ATI RN
ATI RN Comprehensive Exit Exam 2023
1. A healthcare provider is educating a client with type 2 diabetes mellitus about managing blood glucose levels. Which of the following statements by the client indicates a need for further teaching?
- A. I will monitor my blood glucose levels every morning.
- B. I will stop taking my insulin if my blood glucose level is below 200 mg/dL.
- C. I will take my insulin as prescribed, even if I am feeling well.
- D. I will eat more simple carbohydrates if my blood glucose level is low.
Correct answer: D
Rationale: The correct answer is D because consuming more simple carbohydrates when blood glucose levels are low can cause a rapid spike in blood sugar levels, leading to potential complications. Clients with type 2 diabetes should eat complex carbohydrates or foods that help stabilize blood sugar levels when experiencing hypoglycemia. Choices A, B, and C demonstrate understanding of monitoring blood glucose levels regularly, not stopping insulin without consulting a healthcare provider, and adhering to insulin therapy even when feeling well, which are all appropriate actions for managing diabetes.
2. What is the best method to assess for fluid overload in patients with heart failure?
- A. Monitor daily weight
- B. Check for jugular vein distention
- C. Check for pitting edema
- D. Check for fluid retention
Correct answer: A
Rationale: The correct answer is A: Monitor daily weight. Daily weight monitoring is the most accurate method to assess fluid overload in patients with heart failure. Changes in weight can indicate fluid retention before visible signs like jugular vein distention or pitting edema appear. Checking for jugular vein distention (choice B) is helpful but may not be as sensitive as daily weight monitoring. Pitting edema (choice C) and fluid retention (choice D) are signs of fluid overload, but daily weight monitoring is a more proactive approach to detect changes early.
3. A client is prescribed albuterol. Which of the following instructions should the nurse include?

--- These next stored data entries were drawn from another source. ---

use crate::datastructures::{
    common::{ClockIdentity, ClockQuality, PortIdentity},
    datasets::DefaultDS,
};

/// The parent data set: identity and quality of the clock this port is
/// currently synchronized to (`spec.md` §3).
#[derive(Debug, Clone, Copy, PartialEq, Eq)]
pub struct ParentDS {
    pub parent_port_identity: PortIdentity,
    pub grandmaster_identity: ClockIdentity,
    pub grandmaster_clock_quality: ClockQuality,
    pub grandmaster_priority_1: u8,
    pub grandmaster_priority_2: u8,
    pub observed_parent_offset_scaled_log_variance: u16,
    pub observed_parent_clock_phase_change_rate: i32,
}

impl ParentDS {
    /// The parent data set a newly-created clock has before any Announce is
    /// ever received: it is its own parent and grandmaster.
    pub fn new_self_parent(default_ds: &DefaultDS) -> Self {
        Self {
            parent_port_identity: PortIdentity {
                clock_identity: default_ds.clock_identity,
                port_number: 0,
            },
            grandmaster_identity: default_ds.clock_identity,
            grandmaster_clock_quality: default_ds.clock_quality,
            grandmaster_priority_1: default_ds.priority_1,
            grandmaster_priority_2: default_ds.priority_2,
            observed_parent_offset_scaled_log_variance: 0xFFFF,
            observed_parent_clock_phase_change_rate: 0,
        }
    }
}
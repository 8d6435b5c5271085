//! The data sets defined by the standard (`spec.md` §3): default, current,
//! parent, time-properties, and port configuration.

mod current;
mod default;
mod parent;
mod port;
mod time_properties;

pub use current::CurrentDS;
pub use default::DefaultDS;
pub use parent::ParentDS;
pub use port::{DelayMechanism, PortDS};
pub use time_properties::TimePropertiesDS;
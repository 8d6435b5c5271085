use super::super::{WireFormat, WireFormatError};
use crate::time::TimeInternal;

/// The wire representation of a PTP timestamp: 48-bit seconds (sent as a
/// 16-bit high word and a 32-bit low word) plus 32-bit nanoseconds.
#[derive(Debug, Clone, Copy, PartialEq, Eq, Default)]
pub struct WireTimestamp {
    pub seconds: u64,
    pub nanos: u32,
}

impl WireTimestamp {
    /// Convert from [`TimeInternal`], clamping negative values to zero since
    /// the wire format has no sign.
    pub fn from_time_internal(time: TimeInternal) -> Self {
        if time.is_negative() {
            Self {
                seconds: 0,
                nanos: 0,
            }
        } else {
            Self {
                seconds: time.seconds() as u64,
                nanos: time.nanoseconds() as u32,
            }
        }
    }

    pub fn to_time_internal(self) -> TimeInternal {
        TimeInternal::new(self.seconds as i32, self.nanos as i32)
    }
}

impl WireFormat for WireTimestamp {
    fn wire_size(&self) -> usize {
        10
    }

    fn serialize(&self, buffer: &mut [u8]) -> Result<(), WireFormatError> {
        if buffer.len() < 10 {
            return Err(WireFormatError::BadLength);
        }
        let seconds_hi = ((self.seconds >> 32) & 0xFFFF) as u16;
        let seconds_lo = (self.seconds & 0xFFFF_FFFF) as u32;
        buffer[0..2].copy_from_slice(&seconds_hi.to_be_bytes());
        buffer[2..6].copy_from_slice(&seconds_lo.to_be_bytes());
        buffer[6..10].copy_from_slice(&self.nanos.to_be_bytes());
        Ok(())
    }

    fn deserialize(buffer: &[u8]) -> Result<Self, WireFormatError> {
        if buffer.len() < 10 {
            return Err(WireFormatError::BadLength);
        }
        let seconds_hi = u16::from_be_bytes([buffer[0], buffer[1]]) as u64;
        let seconds_lo = u32::from_be_bytes([buffer[2], buffer[3], buffer[4], buffer[5]]) as u64;
        let nanos = u32::from_be_bytes([buffer[6], buffer[7], buffer[8], buffer[9]]);
        Ok(Self {
            seconds: (seconds_hi << 32) | seconds_lo,
            nanos,
        })
    }
}

#[cfg(test)]
mod tests {
    use super::*;

    #[test]
    fn roundtrip() {
        let ts = WireTimestamp {
            seconds: 1_169_232_218,
            nanos: 174_389_936,
        };
        let mut buf = [0u8; 10];
        ts.serialize(&mut buf).unwrap();
        assert_eq!(WireTimestamp::deserialize(&buf).unwrap(), ts);
    }

    #[test]
    fn negative_time_internal_clamps_to_zero() {
        let t = TimeInternal::new(-5, -100);
        let ts = WireTimestamp::from_time_internal(t);
        assert_eq!(ts, WireTimestamp { seconds: 0, nanos: 0 });
    }
}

- A. Take this medication before meals.
- B. You might experience tremors while taking this medication.
- C. Limit your caffeine intake while taking this medication.
- D. Take this medication at bedtime.
Correct answer: B
Rationale: The correct answer is B. Albuterol can cause tremors as a common side effect. Instructing the client about this potential side effect is crucial for their awareness and preparedness. Choices A, C, and D are incorrect because taking albuterol before meals, limiting caffeine intake, or taking it at bedtime are not specific instructions related to managing the side effects of albuterol like tremors.

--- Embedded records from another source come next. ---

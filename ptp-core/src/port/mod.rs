//! The PTP port state machine: message emission, timestamp capture, receipt
//! dispatch, and state transitions (`spec.md` §4.5).
//!
//! A [`Port`] owns everything scoped to a single PTP port: its [`PortDS`],
//! timer set, foreign-master table, and servo. It knows nothing about
//! sockets or the system clock — it produces [`PortAction`]s for its caller
//! (the [`crate::PtpInstance`], ultimately the orchestrator) to carry out,
//! and consumes timestamps and decoded messages handed back to it. This
//! mirrors the message-dispatch redesign flagged in `spec.md` §9: handlers
//! keyed by `(MessageType, PortState)`, rather than one large switch.

mod actions;
mod error;
mod state;
mod timers;

pub use actions::{OutgoingMessage, PortAction, PortActions, TimestampContext, MAX_MESSAGE_LEN};
pub use error::PortError;
pub use state::PortState;
pub use timers::{TimerId, TimerSet};

use crate::{
    bmc::{compare, decide, BmcAction, ComparisonRecord, ForeignMasterRecord, ForeignMasterTable},
    config::PortConfig,
    datastructures::{
        common::PortIdentity,
        datasets::{DefaultDS, DelayMechanism, ParentDS, PortDS, TimePropertiesDS},
        messages::{
            AnnounceMessage, DelayReqMessage, DelayRespMessage, FollowUpMessage, Header,
            MessageType, PDelayReqMessage, PDelayRespFollowUpMessage, PDelayRespMessage,
            SyncMessage, HEADER_LEN,
        },
        WireFormat, WireFormatError,
    },
    servo::{compute_e2e_offset, compute_p2p_offset, compute_peer_mean_path_delay, E2eSample, Servo, ServoAction},
    time::{Interval, TimeInternal},
    Event,
};

/// How much older than the last accepted Sync a new one's origin timestamp
/// may be before it's rejected as stale (`spec.md` §7).
const STALE_TIMESTAMP_THRESHOLD_NANOS: i64 = 1_000_000_000;

/// The outcome of feeding a matched offset sample (E2E or P2P) to the servo:
/// the action the caller's `Clock` collaborator must carry out, plus the
/// pre-filter values the caller stores in the current data set
/// (`spec.md` §3, testable property 4).
#[derive(Debug, Clone, Copy, PartialEq, Eq)]
pub struct ServoUpdate {
    pub action: ServoAction,
    pub offset_from_master: TimeInternal,
    pub mean_path_delay: TimeInternal,
}

/// Per-outbound-message-type sequenceId counters (`spec.md` §3), each
/// monotonically increasing modulo 2^16.
#[derive(Debug, Clone, Copy, PartialEq, Eq, Default)]
struct SequenceIds {
    announce: u16,
    sync: u16,
    delay_req: u16,
    pdelay_req: u16,
}

impl SequenceIds {
    fn next_announce(&mut self) -> u16 {
        let id = self.announce;
        self.announce = self.announce.wrapping_add(1);
        id
    }

    fn next_sync(&mut self) -> u16 {
        let id = self.sync;
        self.sync = self.sync.wrapping_add(1);
        id
    }

    fn next_delay_req(&mut self) -> u16 {
        let id = self.delay_req;
        self.delay_req = self.delay_req.wrapping_add(1);
        id
    }

    fn next_pdelay_req(&mut self) -> u16 {
        let id = self.pdelay_req;
        self.pdelay_req = self.pdelay_req.wrapping_add(1);
        id
    }
}

/// The in-flight E2E Sync/Follow_Up exchange a slave port is tracking, kept
/// separate from the Delay_Req/Delay_Resp exchange since the two are driven
/// by independent timers and combined only once both have a fresh sample
/// (`spec.md` §4.5).
#[derive(Debug, Clone, Copy, PartialEq, Eq)]
struct PendingSync {
    sequence_id: u16,
    t1: Option<TimeInternal>,
    t2: TimeInternal,
    correction: TimeInternal,
    waiting_for_follow_up: bool,
}

/// The in-flight E2E Delay_Req this port is waiting on a Delay_Resp for.
#[derive(Debug, Clone, Copy, PartialEq, Eq)]
struct PendingDelayReq {
    sequence_id: u16,
    t3: Option<TimeInternal>,
}

/// The in-flight P2P exchange this port, as initiator, is waiting to
/// complete: `t1` from our own send-timestamp callback, `t2`/`t4` from
/// PDelay_Resp, `t3` from PDelay_Resp_Follow_Up.
#[derive(Debug, Clone, Copy, PartialEq, Eq, Default)]
struct PendingPeerDelay {
    sequence_id: u16,
    t1: Option<TimeInternal>,
    t2: Option<TimeInternal>,
    t3: Option<TimeInternal>,
    t4: Option<TimeInternal>,
}

impl PendingPeerDelay {
    fn complete(&self) -> Option<(TimeInternal, TimeInternal, TimeInternal, TimeInternal)> {
        Some((self.t1?, self.t2?, self.t3?, self.t4?))
    }
}

/// The PDelay_Resp this port, as responder, owes a Resp_Follow_Up for once
/// its own transmit timestamp comes back.
#[derive(Debug, Clone, Copy, PartialEq, Eq)]
struct PendingPeerDelayResponse {
    sequence_id: u16,
    requesting_port_identity: PortIdentity,
}

/// A single PTP port: owns its configuration data set, timers,
/// foreign-master bookkeeping, and servo.
#[derive(Debug)]
pub struct Port {
    own_port_identity: PortIdentity,
    domain_number: u8,
    port_ds: PortDS,
    config: PortConfig,
    timers: TimerSet,
    foreign_master: ForeignMasterTable,
    servo: Servo,
    /// The `Clock` collaborator's frequency-adjustment ceiling, reported
    /// once by the caller via [`Port::set_max_adjustment`] (`spec.md` §6).
    /// Defaults to [`crate::servo::ADJ_FREQ_MAX`] so a port built without a
    /// live clock (e.g. under test) still behaves sensibly.
    max_adjustment: i32,
    sequence_ids: SequenceIds,
    /// Per-startup random coefficient R ∈ [0,1) (`spec.md` §4.2).
    receipt_timeout_r: f64,
    last_sync: Option<PendingSync>,
    last_accepted_t1: Option<TimeInternal>,
    pending_delay_req: Option<PendingDelayReq>,
    pending_peer_delay: PendingPeerDelay,
    pending_peer_delay_response: Option<PendingPeerDelayResponse>,
}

4. A nurse is providing teaching to a client who has a new prescription for digoxin. Which of the following instructions should the nurse include?
- A. Avoid taking this medication with antacids.
- B. Contact your provider if you experience visual changes.
- C. Increase your intake of foods high in potassium.
- D. You may experience increased urination while taking this medication.
Correct answer: B
Rationale: The correct answer is B: 'Contact your provider if you experience visual changes.' Visual changes, such as blurred or yellow vision, can indicate digoxin toxicity and should be reported immediately to the healthcare provider for further evaluation and management. Choice A is incorrect because digoxin can be taken with antacids. Choice C is incorrect because increasing potassium intake can lead to hyperkalemia when taking digoxin. Choice D is incorrect because increased urination is not a common side effect of digoxin.
5. A nurse is assessing a client who is postoperative following abdominal surgery and has an indwelling urinary catheter that is draining dark yellow urine at 25 ml/hr. What intervention should the nurse anticipate?
- A. Clamp the catheter.
- B. Administer a fluid bolus.
- C. Obtain a urine specimen for culture and sensitivity.
- D. Initiate continuous bladder irrigation.
Correct answer: D
Rationale: In this scenario, the nurse should anticipate initiating continuous bladder irrigation. Dark yellow urine output at a rate of 25 ml/hr following abdominal surgery may indicate urinary stasis or obstruction, which could lead to complications like urinary retention. Continuous bladder irrigation helps prevent catheter obstruction and manage urinary retention by ensuring patency and promoting urine flow. Clamping the catheter (Choice A) could lead to urinary stasis and should be avoided. Administering a fluid bolus (Choice B) is not indicated solely based on the urine color and output described. Obtaining a urine specimen for culture and sensitivity (Choice C) may be necessary for assessing infection but does not directly address the issue of urinary stasis or obstruction.